─── Provided information ───
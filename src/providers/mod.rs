//! Provider subsystem for completion backends.
//!
//! Factory pattern: each backend implements [`Provider`] in its own
//! submodule and is created by canonical name via [`create_provider`].

pub mod openai;
pub mod traits;

pub use traits::{ChatMessage, Provider};

const MAX_API_ERROR_CHARS: usize = 200;

/// Placeholder used when no credential is configured anywhere. Provider
/// calls then fail with an auth error that degrades to the fallback reply;
/// a missing key is never a startup failure.
pub const PLACEHOLDER_API_KEY: &str = "no-key";

fn is_secret_char(c: char) -> bool {
    c.is_ascii_alphanumeric() || matches!(c, '-' | '_' | '.' | ':')
}

/// Scrub known secret-like token prefixes from provider error strings.
pub fn scrub_secret_patterns(input: &str) -> String {
    const PREFIXES: [&str; 3] = ["sk-", "xoxb-", "ghp_"];

    let mut scrubbed = input.to_string();

    for prefix in PREFIXES {
        let mut search_from = 0;
        loop {
            let Some(rel) = scrubbed[search_from..].find(prefix) else {
                break;
            };

            let start = search_from + rel;
            let content_start = start + prefix.len();
            let end = content_start
                + scrubbed[content_start..]
                    .char_indices()
                    .take_while(|(_, c)| is_secret_char(*c))
                    .last()
                    .map_or(0, |(i, c)| i + c.len_utf8());

            if end == content_start {
                search_from = content_start;
                continue;
            }

            scrubbed.replace_range(start..end, "[REDACTED]");
            search_from = start + "[REDACTED]".len();
        }
    }

    scrubbed
}

/// Sanitize API error text by scrubbing secrets and truncating length.
pub fn sanitize_api_error(input: &str) -> String {
    let scrubbed = scrub_secret_patterns(input);

    if scrubbed.chars().count() <= MAX_API_ERROR_CHARS {
        return scrubbed;
    }

    let mut end = MAX_API_ERROR_CHARS;
    while end > 0 && !scrubbed.is_char_boundary(end) {
        end -= 1;
    }

    format!("{}...", &scrubbed[..end])
}

/// Build a sanitized provider error from a failed HTTP response.
pub async fn api_error(provider: &str, response: reqwest::Response) -> anyhow::Error {
    let status = response.status();
    let body = response
        .text()
        .await
        .unwrap_or_else(|_| "<failed to read provider error body>".to_string());
    let sanitized = sanitize_api_error(&body);
    anyhow::anyhow!("{provider} API error ({status}): {sanitized}")
}

/// Resolve the provider API key: configured value first (the config file is
/// the secrets store), then environment candidates, finally the placeholder.
pub fn resolve_api_key(configured: Option<&str>) -> String {
    if let Some(raw) = configured {
        let trimmed = raw.trim();
        if !trimmed.is_empty() {
            return trimmed.to_string();
        }
    }

    for env_var in ["SOUNDESK_API_KEY", "OPENAI_API_KEY", "API_KEY"] {
        if let Ok(value) = std::env::var(env_var) {
            let value = value.trim();
            if !value.is_empty() {
                return value.to_string();
            }
        }
    }

    PLACEHOLDER_API_KEY.to_string()
}

/// Factory: create a provider by canonical name, with an optional base URL
/// override for OpenAI-compatible gateways.
pub fn create_provider(
    name: &str,
    api_key: &str,
    api_url: Option<&str>,
) -> anyhow::Result<Box<dyn Provider>> {
    match name.trim().to_ascii_lowercase().as_str() {
        "openai" => Ok(Box::new(openai::OpenAiProvider::new(api_key, api_url))),
        other => anyhow::bail!("Unknown provider: {other}. Only \"openai\" is currently supported."),
    }
}

/// Information about a supported provider for display purposes.
pub struct ProviderInfo {
    /// Canonical name used in config (e.g. `"openai"`)
    pub name: &'static str,
    /// Human-readable display name
    pub display_name: &'static str,
}

/// All known providers, for `soundesk providers`.
pub fn list_providers() -> Vec<ProviderInfo> {
    vec![ProviderInfo {
        name: "openai",
        display_name: "OpenAI (and compatible endpoints via api_url)",
    }]
}
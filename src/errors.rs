//! Trace Gateway Error Hierarchy
//!
//! Defines the error types of the gateway, categorized by the layer that
//! produced them: client input, infrastructure (signal store, blob store,
//! serialization) and configuration.

use std::path::PathBuf;

use config::ConfigError;

#[doc(hidden)]
pub type Result<T> = std::result::Result<T, Error>;

#[derive(Debug, thiserror::Error)]
pub enum Error {
    /// Infrastructure-level failures (signal store, blob store, serialization)
    #[error(transparent)]
    System(#[from] SystemError),

    /// Configuration loading and validation failures
    #[error(transparent)]
    Config(#[from] ConfigError),

    /// Malformed client input, rejected before any state is touched
    #[error(transparent)]
    Request(#[from] RequestError),

    /// Unrecoverable failures requiring process termination
    #[error("Fatal error: {0}")]
    Fatal(String),
}

#[derive(Debug, thiserror::Error)]
pub enum SystemError {
    #[error(transparent)]
    Storage(#[from] StorageError),

    #[error(transparent)]
    Blobstore(#[from] BlobstoreError),

    #[error(transparent)]
    Serialization(#[from] SerializationError),

    /// HTTP listener could not be started
    #[error("Server start failed: {0}")]
    ServerStart(String),
}

#[derive(Debug, thiserror::Error)]
pub enum StorageError {
    /// No snapshot has been applied yet, so there is no database to query
    #[error("Signal store has no active database version")]
    VersionNotSet,

    /// The database backing a snapshot version could not be opened
    #[error("Failed to open database version {version} at {path}")]
    OpenVersion {
        version: String,
        path: PathBuf,
        #[source]
        source: sled::Error,
    },

    /// Embedded database errors
    #[error("Embedded database error: {0}")]
    DbError(#[from] sled::Error),

    /// A stored row could not be decoded
    #[error("Corrupt signal row for key {key}")]
    CorruptRow { key: String },

    #[error(transparent)]
    IoError(#[from] std::io::Error),
}

#[derive(Debug, thiserror::Error)]
pub enum BlobstoreError {
    /// Configured or returned URL is malformed
    #[error("Invalid blobstore URL {0}")]
    InvalidUrl(String),

    /// Transport failure talking to the blob server or signed URL
    #[error(transparent)]
    Http(#[from] reqwest::Error),

    /// Blob server answered with a status other than 200/201
    #[error("Request to {uri} failed with status {status}")]
    UnexpectedStatus { uri: String, status: u16 },

    /// Blob server answered 2xx but the body was unusable
    #[error("Invalid response from blob server: {0}")]
    InvalidResponse(String),
}

#[derive(Debug, thiserror::Error)]
pub enum SerializationError {
    #[error(transparent)]
    Bincode(#[from] bincode::Error),

    #[error(transparent)]
    Json(#[from] serde_json::Error),
}

#[derive(Debug, thiserror::Error)]
pub enum RequestError {
    #[error("bad block value, must be number of seconds: {0}")]
    InvalidBlock(String),

    #[error("Bad value for required header X-Debug-Session-Id: {0}")]
    InvalidSessionId(String),
}

impl From<StorageError> for Error {
    fn from(e: StorageError) -> Self {
        Error::System(SystemError::Storage(e))
    }
}

impl From<sled::Error> for Error {
    fn from(e: sled::Error) -> Self {
        Error::System(SystemError::Storage(StorageError::DbError(e)))
    }
}

impl From<BlobstoreError> for Error {
    fn from(e: BlobstoreError) -> Self {
        Error::System(SystemError::Blobstore(e))
    }
}

impl From<reqwest::Error> for Error {
    fn from(e: reqwest::Error) -> Self {
        Error::System(SystemError::Blobstore(BlobstoreError::Http(e)))
    }
}

impl From<SerializationError> for Error {
    fn from(e: SerializationError) -> Self {
        Error::System(SystemError::Serialization(e))
    }
}

impl From<bincode::Error> for Error {
    fn from(e: bincode::Error) -> Self {
        Error::System(SystemError::Serialization(SerializationError::Bincode(e)))
    }
}

impl From<serde_json::Error> for Error {
    fn from(e: serde_json::Error) -> Self {
        Error::System(SystemError::Serialization(SerializationError::Json(e)))
    }
}
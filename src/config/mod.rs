//! Configuration management module for the trace gateway.
//!
//! Provides hierarchical configuration loading and validation with:
//! - Default values as code base
//! - Environment variable overrides
//! - Configuration file support
//! - Component-wise validation
mod blobstore;
mod long_poll;
mod monitoring;
mod server;
mod storage;
pub use blobstore::*;
pub use long_poll::*;
pub use monitoring::*;
pub use server::*;
pub use storage::*;
use std::env;

use config::Config;
use config::ConfigError;
use config::Environment;
use config::File;
use serde::Deserialize;
use serde::Serialize;

use crate::Error;
use crate::Result;

/// Prefix of environment variables overriding configuration values,
/// e.g. `TRACE_GATEWAY__SERVER__LISTEN_ADDRESS=127.0.0.1:9000`
pub const ENV_PREFIX: &str = "TRACE_GATEWAY";

/// Main configuration container for the gateway components
///
/// Combines all subsystem configurations with hierarchical override support:
/// 1. Default values from code implementation
/// 2. Configuration file specified by `CONFIG_PATH`
/// 3. Environment variables (highest priority)
#[derive(Debug, Serialize, Deserialize, Clone, Default)]
pub struct GatewayConfig {
    /// HTTP listener and endpoint paths
    #[serde(default)]
    pub server: ServerConfig,
    /// Long-poll behaviour of the signal endpoint
    #[serde(default)]
    pub long_poll: LongPollConfig,
    /// Versioned signal store
    #[serde(default)]
    pub storage: StorageConfig,
    /// Blob server used by the upload relay
    #[serde(default)]
    pub blobstore: BlobstoreConfig,
    /// Metrics and monitoring settings
    #[serde(default)]
    pub monitoring: MonitoringConfig,
}

impl GatewayConfig {
    /// Loads configuration from hierarchical sources without validation.
    ///
    /// Configuration sources are merged in the following order (later sources override earlier):
    /// 1. Type defaults (lowest priority)
    /// 2. Configuration file from `CONFIG_PATH` environment variable (if set)
    /// 3. Environment variables with `TRACE_GATEWAY__` prefix (highest priority)
    ///
    /// # Note
    /// This method does NOT validate the configuration. Callers MUST call `validate()`
    /// before using the configuration.
    ///
    /// # Examples
    /// ```ignore
    /// std::env::set_var("CONFIG_PATH", "config/gateway.toml");
    /// let cfg = GatewayConfig::new()?.validate()?;
    /// ```
    pub fn new() -> Result<Self> {
        let mut builder = Config::builder().add_source(Config::try_from(&Self::default())?);

        if let Ok(config_path) = env::var("CONFIG_PATH") {
            builder = builder.add_source(File::with_name(&config_path).required(true));
        }

        builder = builder.add_source(env_source());

        let config: Self = builder.build()?.try_deserialize()?;
        Ok(config)
    }

    /// Applies additional configuration overrides from file without validation.
    ///
    /// Merging order (later sources override earlier):
    /// 1. Current configuration values
    /// 2. New configuration file
    /// 3. Latest environment variables (highest priority)
    pub fn with_override_config(
        &self,
        path: &str,
    ) -> Result<Self> {
        let config: Self = Config::builder()
            .add_source(Config::try_from(self)?)
            .add_source(File::with_name(path))
            .add_source(env_source())
            .build()?
            .try_deserialize()?;
        Ok(config)
    }

    /// Validates configuration and returns validated instance.
    ///
    /// Must be called after all configuration overrides. A misconfigured
    /// blob server URL or endpoint path fails here, at startup, rather than
    /// on the first request that needs it.
    pub fn validate(self) -> Result<Self> {
        self.server.validate()?;
        self.long_poll.validate()?;
        self.storage.validate()?;
        self.blobstore.validate()?;
        self.monitoring.validate()?;
        Ok(self)
    }
}

fn env_source() -> Environment {
    Environment::with_prefix(ENV_PREFIX)
        .separator("__")
        .ignore_empty(true)
        .try_parsing(true)
}

pub(super) fn invalid(msg: String) -> Error {
    Error::Config(ConfigError::Message(msg))
}
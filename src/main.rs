use tokio::signal::unix::signal;
use tokio::signal::unix::SignalKind;
use tokio::sync::watch;
use trace_gateway::Error;
use trace_gateway::GatewayBuilder;
use trace_gateway::Result;
use tracing::error;
use tracing::info;
use tracing_subscriber::EnvFilter;

#[tokio::main(flavor = "multi_thread")]
async fn main() -> Result<()> {
    // Initializing Logs
    init_observability();

    // Initializing Shutdown Signal
    let (graceful_tx, graceful_rx) = watch::channel(());

    // Build Gateway
    let gateway = GatewayBuilder::new(None, graceful_rx.clone())?
        .build()?
        .start_metrics_server(graceful_rx.clone())
        .ready()?;

    // Serve the initial snapshot
    let initial_version = gateway.config().storage.initial_version.clone();
    gateway.apply_snapshot(&initial_version)?;

    info!("Application started. Waiting for CTRL+C signal...");
    // Listen on Shutdown Signal
    tokio::spawn(async {
        if let Err(e) = graceful_shutdown(graceful_tx).await {
            error!("Failed to shutdown: {:?}", e);
        }
    });

    // Start Gateway
    if let Err(e) = gateway.run().await {
        error!("gateway stops: {:?}", e);
        return Err(e);
    }

    info!("Exiting program.");
    Ok(())
}

async fn graceful_shutdown(graceful_tx: watch::Sender<()>) -> Result<()> {
    let mut sigint = signal(SignalKind::interrupt())
        .map_err(|e| Error::Fatal(format!("Failed to install SIGINT handler: {e}")))?;
    let mut sigterm = signal(SignalKind::terminate())
        .map_err(|e| Error::Fatal(format!("Failed to install SIGTERM handler: {e}")))?;
    tokio::select! {
        _ = sigint.recv() => {
            info!("SIGINT detected.");
        },
        _ = sigterm.recv() => {
            info!("SIGTERM detected.");
        },
        _ = tokio::signal::ctrl_c() => {
            info!("Ctrl+C detected.");
        },
    }

    info!("Shutdown server..");
    graceful_tx.send(()).map_err(|e| {
        error!("Failed to send shutdown signal: {}", e);
        Error::Fatal(format!("Failed to send shutdown signal: {}", e))
    })?;

    info!("Shutdown completed");
    Ok(())
}

fn init_observability() {
    let filter = EnvFilter::try_from_default_env().unwrap_or_else(|_| EnvFilter::new("info"));
    tracing_subscriber::fmt().with_env_filter(filter).init();
}
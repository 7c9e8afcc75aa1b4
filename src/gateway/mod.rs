mod builder;
mod gateway;
pub use builder::*;
pub use gateway::*;
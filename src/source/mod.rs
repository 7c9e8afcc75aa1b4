//! Signal source abstraction over a versioned data service.
//!
//! The signal table lives in a database that is replaced wholesale whenever
//! a new snapshot is applied. [`DbManager`] keeps the currently active
//! handle behind a read/write lock: version switches take the write lock,
//! queries only ever take the read lock long enough to clone the handle.
//!
//! Capabilities are split into small traits so production and test
//! implementations can be swapped without touching the HTTP layer or the
//! distributor:
//! - [`SignalSource`]: fetch the current signal set
//! - [`DbVersionSwitch`]: point the source at another snapshot version
//! - [`DataService`] / [`SignalDb`]: the storage behind both

mod db_manager;
mod sled_data;
pub use db_manager::*;
pub use sled_data::*;


use std::sync::Arc;

use async_trait::async_trait;
#[cfg(test)]
use mockall::automock;

use crate::signal::Signal;
use crate::signal::SignalSet;
use crate::Result;

#[cfg_attr(test, automock)]
#[async_trait]
pub trait SignalSource: Send + Sync + 'static {
    /// Reads the complete current signal set.
    ///
    /// Never retried here; an error is surfaced to the caller as-is.
    async fn fetch_signals(&self) -> Result<SignalSet>;
}

#[cfg_attr(test, automock)]
pub trait DbVersionSwitch: Send + Sync + 'static {
    /// Switches subsequent reads to the database of `version`.
    fn set_db_version(
        &self,
        version: &str,
    ) -> Result<()>;
}

/// Hands out database handles per snapshot version
pub trait DataService: Send + Sync + 'static {
    fn db_version(
        &self,
        version: &str,
    ) -> Result<Arc<dyn SignalDb>>;
}

/// One snapshot version of the signal table
pub trait SignalDb: Send + Sync + 'static {
    fn query_signals(&self) -> Result<Vec<Signal>>;
}
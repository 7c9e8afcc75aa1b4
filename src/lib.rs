//! Long-poll HTTP gateway for trace signals.
//!
//! Clients fetch the set of active trace signals (debug capture sessions)
//! and may block until that set changes; captured trace data is relayed to
//! a blob store. See [`GatewayBuilder`] for assembling a running gateway.

pub mod api;
pub mod blobstore;
mod config;
mod constants;
pub mod distributor;
mod errors;
mod gateway;
pub mod listener;
pub mod metrics;
pub mod signal;
pub mod source;

pub use config::*;
pub use errors::*;
pub use gateway::*;

#[cfg(test)]
mod errors_test;

//-----------------------------------------------------------
// Test utils

#[cfg(test)]
pub mod test_utils;
use serde::Deserialize;
use serde::Serialize;

use crate::constants::SESSION_ID_COMPONENTS;
use crate::constants::SESSION_ID_SEPARATOR;
use crate::RequestError;
use crate::Result;

/// Body of the blob creation request
#[derive(Debug, Clone, PartialEq, Eq, Serialize, Deserialize)]
pub struct BlobCreationMetadata {
    pub customer: String,
    pub environment: String,
    pub organization: String,
    pub tags: Vec<String>,
}

impl BlobCreationMetadata {
    /// Parses a debug session id of the form
    /// `customer__environment__app__revision__sessionTag`.
    ///
    /// The organization mirrors the customer; tags are the session tag and
    /// the full session id.
    pub fn from_session_id(session_id: &str) -> Result<Self> {
        let components: Vec<&str> = session_id.split(SESSION_ID_SEPARATOR).collect();
        if session_id.is_empty() || components.len() != SESSION_ID_COMPONENTS {
            return Err(RequestError::InvalidSessionId(session_id.to_string()).into());
        }

        Ok(Self {
            customer: components[0].to_string(),
            environment: components[1].to_string(),
            organization: components[0].to_string(),
            tags: vec![components[4].to_string(), session_id.to_string()],
        })
    }
}

/// Blob server answer to a blob creation request
#[derive(Debug, Clone, Deserialize)]
pub(crate) struct BlobServerResponse {
    #[serde(default)]
    pub id: String,
    #[serde(rename = "signedurl")]
    pub signed_url: String,
}
//! Reaction to sync events from the change feed.
//!
//! Two kinds of events arrive: a change list describing rows applied to the
//! database, and a snapshot announcing that a new database version is
//! ready. Change lists touching the signal table wake waiting requests;
//! snapshots switch the signal source, move the change feed onto the new
//! version and enable the API.

mod change_feed;
mod event;
mod handler;
pub use change_feed::*;
pub use event::*;
pub use handler::*;


#[cfg(test)]
use mockall::automock;

use crate::Result;

/// Source of change list events that follows the serving database version
#[cfg_attr(test, automock)]
pub trait ChangeFeed: Send + Sync + 'static {
    /// Moves the feed onto the signal table of `version`, replacing any
    /// feed on a previous version.
    fn follow(
        &self,
        version: &str,
    ) -> Result<()>;
}
use std::path::PathBuf;

use serde::Deserialize;
use serde::Serialize;

use super::invalid;
use crate::Result;

/// Versioned signal store
#[derive(Debug, Serialize, Deserialize, Clone)]
pub struct StorageConfig {
    /// Root directory; each snapshot version lives in `<db_root_dir>/<version>`
    #[serde(default = "default_db_root_dir")]
    pub db_root_dir: PathBuf,

    /// Name of the table (sled tree) holding the signal rows
    #[serde(default = "default_signal_table")]
    pub signal_table: String,

    /// Version announced by the binary at startup as its first snapshot
    #[serde(default = "default_initial_version")]
    pub initial_version: String,
}

impl Default for StorageConfig {
    fn default() -> Self {
        Self {
            db_root_dir: default_db_root_dir(),
            signal_table: default_signal_table(),
            initial_version: default_initial_version(),
        }
    }
}

impl StorageConfig {
    pub fn validate(&self) -> Result<()> {
        if self.db_root_dir.as_os_str().is_empty() {
            return Err(invalid("storage.db_root_dir cannot be empty".to_string()));
        }
        if self.signal_table.trim().is_empty() {
            return Err(invalid("storage.signal_table cannot be empty".to_string()));
        }
        if self.initial_version.trim().is_empty() || self.initial_version.contains('/') {
            return Err(invalid(format!(
                "storage.initial_version '{}' must be a non-empty directory name",
                self.initial_version
            )));
        }
        Ok(())
    }
}

fn default_db_root_dir() -> PathBuf {
    PathBuf::from("./db")
}
fn default_signal_table() -> String {
    "metadata.trace".to_string()
}
fn default_initial_version() -> String {
    "base".to_string()
}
───
Take each line from the preceding material that contains "constants" and copy it.

→ **Solution for this task**
mod constants;
use crate::constants::SESSION_ID_COMPONENTS;
use crate::constants::SESSION_ID_SEPARATOR;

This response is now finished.